Saved data entries:
· · ·
//! Append command implementation.

use super::models::AppendArgs;
use crate::output::append_to_json_list;
use anyhow::{Context, Result};
use log::info;
use serde_json::Value;

/// Execute the append command
///
/// **Public** - main entry point called from main.rs
///
/// # Errors
/// * `item` is not valid JSON
/// * Target holds JSON that is not a list
/// * File write errors
pub fn execute_append(args: AppendArgs) -> Result<()> {
    let item: Value = serde_json::from_str(&args.item)
        .with_context(|| format!("Item is not valid JSON: {}", args.item))?;

    append_to_json_list(&args.file, &item)
        .with_context(|| format!("Failed to append to {}", args.file.display()))?;

    info!("✓ Appended item to: {}", args.file.display());
    Ok(())
}

#[cfg(test)]
mod tests {
    use super::*;
    use serde_json::json;
    use std::fs;

    #[test]
    fn test_append_creates_list() {
        let dir = tempfile::tempdir().unwrap();
        let file = dir.path().join("runs.json");

        execute_append(AppendArgs {
            file: file.clone(),
            item: r#"{"hit": 5}"#.to_string(),
        })
        .unwrap();

        let stored: Value = serde_json::from_str(&fs::read_to_string(&file).unwrap()).unwrap();
        assert_eq!(stored, json!([{"hit": 5}]));
    }

    #[test]
    fn test_append_rejects_invalid_item() {
        let dir = tempfile::tempdir().unwrap();
        let args = AppendArgs {
            file: dir.path().join("runs.json"),
            item: "{not json".to_string(),
        };

        assert!(execute_append(args).is_err());
    }
}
· · ·
What the exercise asks
Nothing in the data should be left out when you retype it exactly.

Written response
//! Append command implementation.

use super::models::AppendArgs;
use crate::output::append_to_json_list;
use anyhow::{Context, Result};
use log::info;
use serde_json::Value;

/// Execute the append command
///
/// **Public** - main entry point called from main.rs
///
/// # Errors
/// * `item` is not valid JSON
/// * Target holds JSON that is not a list
/// * File write errors
pub fn execute_append(args: AppendArgs) -> Result<()> {
    let item: Value = serde_json::from_str(&args.item)
        .with_context(|| format!("Item is not valid JSON: {}", args.item))?;

    append_to_json_list(&args.file, &item)
        .with_context(|| format!("Failed to append to {}", args.file.display()))?;

    info!("✓ Appended item to: {}", args.file.display());
    Ok(())
}

#[cfg(test)]
mod tests {
    use super::*;
    use serde_json::json;
    use std::fs;

    #[test]
    fn test_append_creates_list() {
        let dir = tempfile::tempdir().unwrap();
        let file = dir.path().join("runs.json");

        execute_append(AppendArgs {
            file: file.clone(),
            item: r#"{"hit": 5}"#.to_string(),
        })
        .unwrap();

        let stored: Value = serde_json::from_str(&fs::read_to_string(&file).unwrap()).unwrap();
        assert_eq!(stored, json!([{"hit": 5}]));
    }

    #[test]
    fn test_append_rejects_invalid_item() {
        let dir = tempfile::tempdir().unwrap();
        let args = AppendArgs {
            file: dir.path().join("runs.json"),
            item: "{not json".to_string(),
        };

        assert!(execute_append(args).is_err());
    }
}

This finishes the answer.